# WHAT NEEDS TO BE DONE:
Throughout the material below, tally the lines containing "Debug" and give the total with no accompanying text.

....

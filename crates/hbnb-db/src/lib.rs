pub mod config;
pub mod database;
pub mod repository;

pub use config::DatabaseConfig;
pub use database::Database;
pub use repository::PgStore;
pub mod auth;
pub mod error;
pub mod linking;
pub mod memory;
pub mod models;
pub mod password;
pub mod testutil;
pub mod token;
pub mod traits;

pub use auth::{AuthService, Registration};
pub use error::AppError;
pub use linking::{LinkOutcome, PlaceAmenityService};
pub use memory::MemoryStore;
pub use models::{Amenity, NewAmenity, NewPlace, NewUser, Place, User, parse_id};
pub use token::{Claims, TokenIssuer};
pub use traits::{AmenityStore, PlaceStore, Storage, UserStore};
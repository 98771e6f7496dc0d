use axum::body::Body;
use axum::http::{Request, StatusCode};

use crate::common::{json_request, request, setup_test_app};

#[tokio::test]
async fn status_returns_200() {
    let app = setup_test_app();

    let (status, json) = app.send(request("GET", "/api/v1/status", None)).await;

    assert_eq!(status, StatusCode::OK);
    assert_eq!(json["status"], "OK");
    assert_eq!(json["storage"], "ok");
}

#[tokio::test]
async fn openapi_document_is_served() {
    let app = setup_test_app();

    let (status, json) = app
        .send(request("GET", "/api-docs/openapi.json", None))
        .await;

    assert_eq!(status, StatusCode::OK);
    assert_eq!(json["info"]["title"], "HBnB API");
}

// ---------------------------------------------------------------------------
// Users
// ---------------------------------------------------------------------------

#[tokio::test]
async fn register_then_login() {
    let app = setup_test_app();

    let (status, json) = app
        .send(json_request(
            "POST",
            "/api/v1/users",
            None,
            serde_json::json!({
                "email": "new@example.com",
                "password": "s3cret-pass",
                "first_name": "Ada",
            }),
        ))
        .await;
    assert_eq!(status, StatusCode::CREATED);
    assert_eq!(json["email"], "new@example.com");
    assert_eq!(json["first_name"], "Ada");
    assert!(json.get("password_hash").is_none());

    let (status, json) = app
        .send(json_request(
            "POST",
            "/api/v1/login",
            None,
            serde_json::json!({ "email": "new@example.com", "password": "s3cret-pass" }),
        ))
        .await;
    assert_eq!(status, StatusCode::OK);
    assert!(json["access_token"].is_string());
}

#[tokio::test]
async fn register_rejects_duplicate_email() {
    let app = setup_test_app();
    app.login_as("taken@example.com").await;

    let (status, json) = app
        .send(json_request(
            "POST",
            "/api/v1/users",
            None,
            serde_json::json!({ "email": "taken@example.com", "password": "pw" }),
        ))
        .await;

    assert_eq!(status, StatusCode::BAD_REQUEST);
    assert_eq!(json["error"], "validation_error");
}

#[tokio::test]
async fn register_rejects_missing_fields() {
    let app = setup_test_app();

    let (status, json) = app
        .send(json_request(
            "POST",
            "/api/v1/users",
            None,
            serde_json::json!({ "email": "a@example.com" }),
        ))
        .await;
    assert_eq!(status, StatusCode::BAD_REQUEST);
    assert_eq!(json["message"], "Missing password");

    let (status, json) = app
        .send(json_request(
            "POST",
            "/api/v1/users",
            None,
            serde_json::json!({ "password": "pw" }),
        ))
        .await;
    assert_eq!(status, StatusCode::BAD_REQUEST);
    assert_eq!(json["message"], "Missing email");
}

#[tokio::test]
async fn invalid_json_returns_400() {
    let app = setup_test_app();

    let (status, json) = app
        .send(
            Request::post("/api/v1/users")
                .header("content-type", "application/json")
                .body(Body::from("{not json"))
                .unwrap(),
        )
        .await;

    assert_eq!(status, StatusCode::BAD_REQUEST);
    assert_eq!(json["error"], "validation_error");
}

#[tokio::test]
async fn get_list_and_delete_user() {
    let app = setup_test_app();
    let (user, token) = app.login_as("host@example.com").await;
    let other = hbnb_core::testutil::seed_user(app.store.inner(), "guest@example.com").await;

    let (status, json) = app
        .send(request("GET", "/api/v1/users", Some(&token)))
        .await;
    assert_eq!(status, StatusCode::OK);
    assert_eq!(json.as_array().unwrap().len(), 2);

    let (status, json) = app
        .send(request(
            "GET",
            &format!("/api/v1/users/{}", user.id),
            Some(&token),
        ))
        .await;
    assert_eq!(status, StatusCode::OK);
    assert_eq!(json["email"], "host@example.com");

    let uri = format!("/api/v1/users/{}", other.id);
    let (status, json) = app.send(request("DELETE", &uri, Some(&token))).await;
    assert_eq!(status, StatusCode::OK);
    assert_eq!(json, serde_json::json!({}));

    let (status, _) = app.send(request("GET", &uri, Some(&token))).await;
    assert_eq!(status, StatusCode::NOT_FOUND);

    let (status, _) = app.send(request("DELETE", &uri, Some(&token))).await;
    assert_eq!(status, StatusCode::NOT_FOUND);
}

// ---------------------------------------------------------------------------
// Amenities
// ---------------------------------------------------------------------------

#[tokio::test]
async fn create_get_and_delete_amenity() {
    let app = setup_test_app();
    let (_, token) = app.login_as("host@example.com").await;

    let (status, json) = app
        .send(json_request(
            "POST",
            "/api/v1/amenities",
            Some(&token),
            serde_json::json!({ "name": "Hot tub" }),
        ))
        .await;
    assert_eq!(status, StatusCode::CREATED);
    assert_eq!(json["name"], "Hot tub");
    let amenity_id = json["id"].as_str().unwrap().to_string();

    let (status, json) = app
        .send(request("GET", "/api/v1/amenities", Some(&token)))
        .await;
    assert_eq!(status, StatusCode::OK);
    assert_eq!(json[0]["id"], amenity_id);

    let uri = format!("/api/v1/amenities/{amenity_id}");
    let (status, json) = app.send(request("GET", &uri, Some(&token))).await;
    assert_eq!(status, StatusCode::OK);
    assert_eq!(json["name"], "Hot tub");

    let (status, _) = app.send(request("DELETE", &uri, Some(&token))).await;
    assert_eq!(status, StatusCode::OK);

    let (status, _) = app.send(request("GET", &uri, Some(&token))).await;
    assert_eq!(status, StatusCode::NOT_FOUND);
}

#[tokio::test]
async fn create_amenity_requires_name() {
    let app = setup_test_app();
    let (_, token) = app.login_as("host@example.com").await;

    let (status, json) = app
        .send(json_request(
            "POST",
            "/api/v1/amenities",
            Some(&token),
            serde_json::json!({ "name": "  " }),
        ))
        .await;

    assert_eq!(status, StatusCode::BAD_REQUEST);
    assert_eq!(json["message"], "Missing name");
}

#[tokio::test]
async fn over_long_fields_return_400() {
    let app = setup_test_app();
    let (_, token) = app.login_as("host@example.com").await;
    let long = "x".repeat(200);

    let (status, json) = app
        .send(json_request(
            "POST",
            "/api/v1/amenities",
            Some(&token),
            serde_json::json!({ "name": long }),
        ))
        .await;
    assert_eq!(status, StatusCode::BAD_REQUEST);
    assert_eq!(json["message"], "name must be at most 128 characters");

    let (status, _) = app
        .send(json_request(
            "POST",
            "/api/v1/places",
            Some(&token),
            serde_json::json!({ "name": "Loft", "description": "d".repeat(2000) }),
        ))
        .await;
    assert_eq!(status, StatusCode::BAD_REQUEST);

    let (status, _) = app
        .send(json_request(
            "POST",
            "/api/v1/users",
            None,
            serde_json::json!({ "email": format!("{long}@example.com"), "password": "pw" }),
        ))
        .await;
    assert_eq!(status, StatusCode::BAD_REQUEST);
}

#[tokio::test]
async fn create_amenity_requires_token() {
    let app = setup_test_app();

    let (status, _) = app
        .send(json_request(
            "POST",
            "/api/v1/amenities",
            None,
            serde_json::json!({ "name": "Sauna" }),
        ))
        .await;

    assert_eq!(status, StatusCode::UNAUTHORIZED);
}

// ---------------------------------------------------------------------------
// Places
// ---------------------------------------------------------------------------

#[tokio::test]
async fn created_place_is_owned_by_caller() {
    let app = setup_test_app();
    let (user, token) = app.login_as("host@example.com").await;

    let (status, json) = app
        .send(json_request(
            "POST",
            "/api/v1/places",
            Some(&token),
            serde_json::json!({
                "name": "Seaside cabin",
                "number_rooms": 3,
                "price_by_night": 120,
                "latitude": 43.7,
            }),
        ))
        .await;
    assert_eq!(status, StatusCode::CREATED);
    assert_eq!(json["user_id"], user.id.to_string());
    assert_eq!(json["number_rooms"], 3);
    assert_eq!(json["number_bathrooms"], 0);
    let place_id = json["id"].as_str().unwrap().to_string();

    let (status, json) = app
        .send(request(
            "GET",
            &format!("/api/v1/places/{place_id}"),
            Some(&token),
        ))
        .await;
    assert_eq!(status, StatusCode::OK);
    assert_eq!(json["name"], "Seaside cabin");

    let (status, json) = app
        .send(request("GET", "/api/v1/places", Some(&token)))
        .await;
    assert_eq!(status, StatusCode::OK);
    assert_eq!(json.as_array().unwrap().len(), 1);
}

#[tokio::test]
async fn create_place_requires_name() {
    let app = setup_test_app();
    let (_, token) = app.login_as("host@example.com").await;

    let (status, json) = app
        .send(json_request(
            "POST",
            "/api/v1/places",
            Some(&token),
            serde_json::json!({ "number_rooms": 2 }),
        ))
        .await;

    assert_eq!(status, StatusCode::BAD_REQUEST);
    assert_eq!(json["message"], "Missing name");
}

#[tokio::test]
async fn unknown_place_returns_404() {
    let app = setup_test_app();
    let (_, token) = app.login_as("host@example.com").await;

    let (status, _) = app
        .send(request("GET", "/api/v1/places/not-a-uuid", Some(&token)))
        .await;

    assert_eq!(status, StatusCode::NOT_FOUND);
}
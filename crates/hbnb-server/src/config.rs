use std::fmt;
use std::str::FromStr;

use chrono::TimeDelta;

use hbnb_core::AppError;
use hbnb_core::token::DEFAULT_TOKEN_TTL;

const MIN_SECRET_LEN: usize = 16;

/// Which storage backend the server runs against.
#[derive(Debug, Clone, Copy, PartialEq, Eq)]
pub enum StorageKind {
    /// PostgreSQL via `DATABASE_URL`.
    Db,
    /// Process-local maps; contents are lost on restart.
    Memory,
}

impl fmt::Display for StorageKind {
    fn fmt(&self, f: &mut fmt::Formatter<'_>) -> fmt::Result {
        match self {
            StorageKind::Db => write!(f, "db"),
            StorageKind::Memory => write!(f, "memory"),
        }
    }
}

impl FromStr for StorageKind {
    type Err = String;

    fn from_str(s: &str) -> Result<Self, Self::Err> {
        match s.to_lowercase().as_str() {
            "db" => Ok(StorageKind::Db),
            "memory" => Ok(StorageKind::Memory),
            _ => Err(format!("Unknown storage type: {s}")),
        }
    }
}

/// Server settings read from `HBNB_*` environment variables.
#[derive(Debug, Clone)]
pub struct ServerConfig {
    pub host: String,
    pub port: u16,
    pub jwt_secret: String,
    pub token_ttl: TimeDelta,
    pub storage: StorageKind,
}

impl ServerConfig {
    /// Read configuration from the process environment.
    ///
    /// - `HBNB_API_HOST` (default `0.0.0.0`)
    /// - `HBNB_API_PORT` (default `5050`)
    /// - `HBNB_JWT_SECRET` (required, at least 16 bytes)
    /// - `HBNB_JWT_EXPIRY_MINUTES` (default 15)
    /// - `HBNB_TYPE_STORAGE` (`db` or `memory`, default `db`)
    pub fn from_env() -> Result<Self, AppError> {
        Self::from_lookup(|key| std::env::var(key).ok())
    }

    fn from_lookup(lookup: impl Fn(&str) -> Option<String>) -> Result<Self, AppError> {
        let host = lookup("HBNB_API_HOST").unwrap_or_else(|| "0.0.0.0".to_string());

        let port = match lookup("HBNB_API_PORT") {
            None => 5050,
            Some(raw) => raw.parse().map_err(|_| {
                AppError::ConfigError(format!("Invalid HBNB_API_PORT '{raw}'"))
            })?,
        };

        let jwt_secret = lookup("HBNB_JWT_SECRET")
            .ok_or_else(|| AppError::ConfigError("HBNB_JWT_SECRET must be set".into()))?;
        if jwt_secret.len() < MIN_SECRET_LEN {
            return Err(AppError::ConfigError(format!(
                "HBNB_JWT_SECRET must be at least {MIN_SECRET_LEN} bytes"
            )));
        }

        let token_ttl = match lookup("HBNB_JWT_EXPIRY_MINUTES") {
            None => DEFAULT_TOKEN_TTL,
            Some(raw) => {
                let minutes: i64 = raw.parse().map_err(|_| {
                    AppError::ConfigError(format!("Invalid HBNB_JWT_EXPIRY_MINUTES '{raw}'"))
                })?;
                if minutes <= 0 {
                    return Err(AppError::ConfigError(
                        "HBNB_JWT_EXPIRY_MINUTES must be positive".into(),
                    ));
                }
                TimeDelta::minutes(minutes)
            }
        };

        let storage = match lookup("HBNB_TYPE_STORAGE") {
            None => StorageKind::Db,
            Some(raw) => raw.parse().map_err(AppError::ConfigError)?,
        };

        Ok(Self {
            host,
            port,
            jwt_secret,
            token_ttl,
            storage,
        })
    }

    pub fn addr(&self) -> String {
        format!("{}:{}", self.host, self.port)
    }
}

....

# ANSWER AREA:
2